The README discloses optional API keys and platform OAuth for integrated providers. This is expected for those services, and the artifacts do not show hardcoded credentials or credential leakage.
| firecrawl-cli | `FIRECRAWL_API_KEY` | JS 網站完整爬蟲 ... | | tavily-search | `TAVILY_API_KEY` | AI 最佳化研究摘要 ... | | brave-search | `BRAVE_API_KEY` | 隱私搜尋 | | agent-reach | 各平台 OAuth | Twitter/YouTube/GitHub 等社群媒體 |
Use scoped API keys/OAuth grants where possible, review each provider tool separately, and revoke credentials you no longer need.
The actual behavior of firecrawl, tavily-search, or agent-reach depends on separately installed tools outside this skill’s reviewed code.
The implementation calls external CLIs that are not included in this artifact set and are not declared as required binaries in the registry metadata. This creates a dependency/provenance review gap, though the behavior is disclosed and purpose-aligned.
if ! command -v firecrawl &> /dev/null; then ... if ! command -v tavily-search &> /dev/null; then ... if ! command -v agent-reach &> /dev/null; then ...
Install referenced tools only from trusted sources and check their permissions, credentials, and update behavior before use.
Private search terms, unpublished URLs, or internal site names could be disclosed to third-party services if used as input.
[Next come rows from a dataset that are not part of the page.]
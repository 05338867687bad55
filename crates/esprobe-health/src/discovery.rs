//! Node discovery — produces the live node set of a probe cycle.
//!
//! Two sources are supported: a static list from the config file and the
//! Consul health API. Consul entries carry the cluster name either in the
//! service meta (`cluster`) or as a `cluster:<name>` tag.

use std::collections::HashMap;
use std::future::Future;
use std::time::Duration;

use serde::Deserialize;
use thiserror::Error;
use tracing::{debug, warn};

use esprobe_core::config::{parse_duration, ConsulConfig, StaticNode};
use esprobe_core::{ConfigError, ConfigResult, DiscoveredNode, NodeIdentity, KEY_DELIMITER};

use crate::checker::{http_get, ProbeError};

const CLUSTER_TAG_PREFIX: &str = "cluster:";

#[derive(Debug, Error)]
pub enum DiscoveryError {
    #[error("consul request failed: {0}")]
    Consul(#[from] ProbeError),
    #[error("consul answered {status} for service {service}")]
    Status { service: String, status: u16 },
    #[error("invalid consul response for service {service}: {source}")]
    Decode {
        service: String,
        #[source]
        source: serde_json::Error,
    },
}

pub type DiscoveryResult<T> = Result<T, DiscoveryError>;

/// Source of the live node set.
pub trait Discovery: Send + Sync {
    fn discover(&self) -> impl Future<Output = DiscoveryResult<Vec<DiscoveredNode>>> + Send;
}

/// Fixed node list, typically read from the config file.
#[derive(Debug, Clone, Default)]
pub struct StaticDiscovery {
    nodes: Vec<DiscoveredNode>,
}

impl StaticDiscovery {
    pub fn new(nodes: Vec<DiscoveredNode>) -> Self {
        Self { nodes }
    }

    pub fn from_config(nodes: &[StaticNode]) -> Self {
        Self::new(nodes.iter().map(StaticNode::to_discovered).collect())
    }
}

impl Discovery for StaticDiscovery {
    async fn discover(&self) -> DiscoveryResult<Vec<DiscoveredNode>> {
        Ok(self.nodes.clone())
    }
}

/// Discovery through the Consul agent health API.
#[derive(Debug, Clone)]
pub struct ConsulDiscovery {
    address: String,
    elasticsearch_service: String,
    kibana_service: Option<String>,
    timeout: Duration,
}

#[derive(Debug, Deserialize)]
#[serde(rename_all = "PascalCase")]
struct HealthEntry {
    node: ConsulNode,
    service: ConsulService,
}

#[derive(Debug, Deserialize)]
#[serde(rename_all = "PascalCase")]
struct ConsulNode {
    node: String,
    address: String,
}

#[derive(Debug, Deserialize)]
#[serde(rename_all = "PascalCase")]
struct ConsulService {
    #[serde(default)]
    address: String,
    port: u16,
    #[serde(default)]
    tags: Option<Vec<String>>,
    #[serde(default)]
    meta: Option<HashMap<String, String>>,
}

impl ConsulDiscovery {
    pub fn new(config: &ConsulConfig) -> ConfigResult<Self> {
        let timeout = parse_duration(&config.timeout).ok_or_else(|| ConfigError::InvalidDuration {
            field: "consul.timeout",
            value: config.timeout.clone(),
        })?;
        Ok(Self {
            address: config.address.clone(),
            elasticsearch_service: config.elasticsearch_service.clone(),
            kibana_service: config.kibana_service.clone(),
            timeout,
        })
    }

    /// Passing instances of a service, as `(identity, host:port)` pairs.
    async fn passing_instances(&self, service: &str) -> DiscoveryResult<Vec<(NodeIdentity, String)>> {
        let path = format!("/v1/health/service/{service}?passing");
        let (status, body) = http_get(&self.address, &path, self.timeout).await?;
        if !(200..300).contains(&status) {
            return Err(DiscoveryError::Status {
                service: service.to_string(),
                status,
            });
        }
        let entries: Vec<HealthEntry> =
            serde_json::from_slice(&body).map_err(|source| DiscoveryError::Decode {
                service: service.to_string(),
                source,
            })?;
        Ok(entries.into_iter().filter_map(|e| instance(service, e)).collect())
    }
}

impl Discovery for ConsulDiscovery {
    async fn discover(&self) -> DiscoveryResult<Vec<DiscoveredNode>> {
        let es = self.passing_instances(&self.elasticsearch_service).await?;

        let kibana: HashMap<NodeIdentity, String> = match &self.kibana_service {
            Some(service) => self.passing_instances(service).await?.into_iter().collect(),
            None => HashMap::new(),
        };

        let nodes: Vec<DiscoveredNode> = es
            .into_iter()
            .map(|(identity, address)| DiscoveredNode {
                kibana_address: kibana.get(&identity).cloned(),
                identity,
                address,
            })
            .collect();
        debug!(nodes = nodes.len(), kibana = kibana.len(), "consul discovery finished");
        Ok(nodes)
    }
}

/// Turn a health entry into an identity and probe address.
///
/// Entries without a cluster, or whose names would break the
/// `name|cluster` key form, are skipped.
fn instance(service: &str, entry: HealthEntry) -> Option<(NodeIdentity, String)> {
    let cluster = entry
        .service
        .meta
        .as_ref()
        .and_then(|m| m.get("cluster").cloned())
        .or_else(|| {
            entry
                .service
                .tags
                .iter()
                .flatten()
                .find_map(|t| t.strip_prefix(CLUSTER_TAG_PREFIX).map(str::to_string))
        });

    let Some(cluster) = cluster else {
        warn!(%service, node = %entry.node.node, "consul entry without cluster, skipping");
        return None;
    };
    if entry.node.node.contains(KEY_DELIMITER) || cluster.contains(KEY_DELIMITER) {
        warn!(%service, node = %entry.node.node, %cluster, "node name or cluster contains '|', skipping");
        return None;
    }

    let host = if entry.service.address.is_empty() {
        entry.node.address
    } else {
        entry.service.address
    };
    Some((
        NodeIdentity::new(entry.node.node, cluster),
        format!("{host}:{}", entry.service.port),
    ))
}

/// Runtime choice between the supported discovery sources.
#[derive(Debug, Clone)]
pub enum DiscoverySource {
    Static(StaticDiscovery),
    Consul(ConsulDiscovery),
}

impl Discovery for DiscoverySource {
    async fn discover(&self) -> DiscoveryResult<Vec<DiscoveredNode>> {
        match self {
            DiscoverySource::Static(d) => d.discover().await,
            DiscoverySource::Consul(d) => d.discover().await,
        }
    }
}

#[cfg(test)]
mod tests {
    use super::*;

    fn parse(body: &str) -> Vec<HealthEntry> {
        serde_json::from_str(body).unwrap()
    }

    #[test]
    fn instance_uses_meta_cluster_and_service_address() {
        let entries = parse(
            r#"[{"Node":{"Node":"es-1","Address":"10.0.0.1"},
                 "Service":{"Service":"es","Address":"10.1.0.1","Port":9200,
                            "Tags":["cluster:ignored"],"Meta":{"cluster":"logs"}}}]"#,
        );
        let (id, addr) = entries.into_iter().find_map(|e| instance("es", e)).unwrap();
        assert_eq!(id, NodeIdentity::new("es-1", "logs"));
        assert_eq!(addr, "10.1.0.1:9200");
    }

    #[test]
    fn instance_falls_back_to_tag_and_node_address() {
        let entries = parse(
            r#"[{"Node":{"Node":"es-2","Address":"10.0.0.2"},
                 "Service":{"Service":"es","Address":"","Port":9201,"Tags":["hot","cluster:metrics"]}}]"#,
        );
        let (id, addr) = entries.into_iter().find_map(|e| instance("es", e)).unwrap();
        assert_eq!(id, NodeIdentity::new("es-2", "metrics"));
        assert_eq!(addr, "10.0.0.2:9201");
    }

    #[test]
    fn instance_without_cluster_is_skipped() {
        let entries = parse(
            r#"[{"Node":{"Node":"es-3","Address":"10.0.0.3"},
                 "Service":{"Service":"es","Port":9200,"Tags":null,"Meta":null}}]"#,
        );
        assert!(entries.into_iter().find_map(|e| instance("es", e)).is_none());
    }

    #[test]
    fn instance_with_delimiter_is_skipped() {
        let entries = parse(
            r#"[{"Node":{"Node":"es|4","Address":"10.0.0.4"},
                 "Service":{"Service":"es","Port":9200,"Meta":{"cluster":"logs"}}}]"#,
        );
        assert!(entries.into_iter().find_map(|e| instance("es", e)).is_none());
    }

    #[tokio::test]
    async fn static_discovery_returns_configured_nodes() {
        let nodes = vec![StaticNode {
            name: "es-1".to_string(),
            cluster: "logs".to_string(),
            address: "127.0.0.1:9200".to_string(),
            kibana_address: None,
        }];
        let discovery = DiscoverySource::Static(StaticDiscovery::from_config(&nodes));
        let found = discovery.discover().await.unwrap();
        assert_eq!(found.len(), 1);
        assert_eq!(found[0].identity, NodeIdentity::new("es-1", "logs"));
    }

    #[test]
    fn consul_bad_timeout_is_rejected() {
        let err = ConsulDiscovery::new(&ConsulConfig {
            timeout: "whenever".to_string(),
            ..ConsulConfig::default()
        })
        .unwrap_err();
        assert!(matches!(err, ConfigError::InvalidDuration { field: "consul.timeout", .. }));
    }

    #[tokio::test]
    async fn consul_unreachable_is_an_error() {
        let discovery = ConsulDiscovery::new(&ConsulConfig {
            address: "127.0.0.1:1".to_string(),
            timeout: "200ms".to_string(),
            ..ConsulConfig::default()
        })
        .unwrap();
        assert!(matches!(
            discovery.discover().await,
            Err(DiscoveryError::Consul(_))
        ));
    }
}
Search terms and URLs are sent to external providers such as Jina, DuckDuckGo, Brave, Tavily, Firecrawl, or agent-reach depending on the selected engine. This is expected for a search skill but is still a data-sharing consideration.
curl -s --compressed "$jina_url" ... local ddg_url="https://html.duckduckgo.com/html/?q=$(echo "$QUERY" | sed 's/ /+/g')" ... tavily-search query="$QUERY" max_results="$MAX_RESULTS"
Do not use sensitive, confidential, or internal-only queries/URLs unless the selected provider is approved for that data.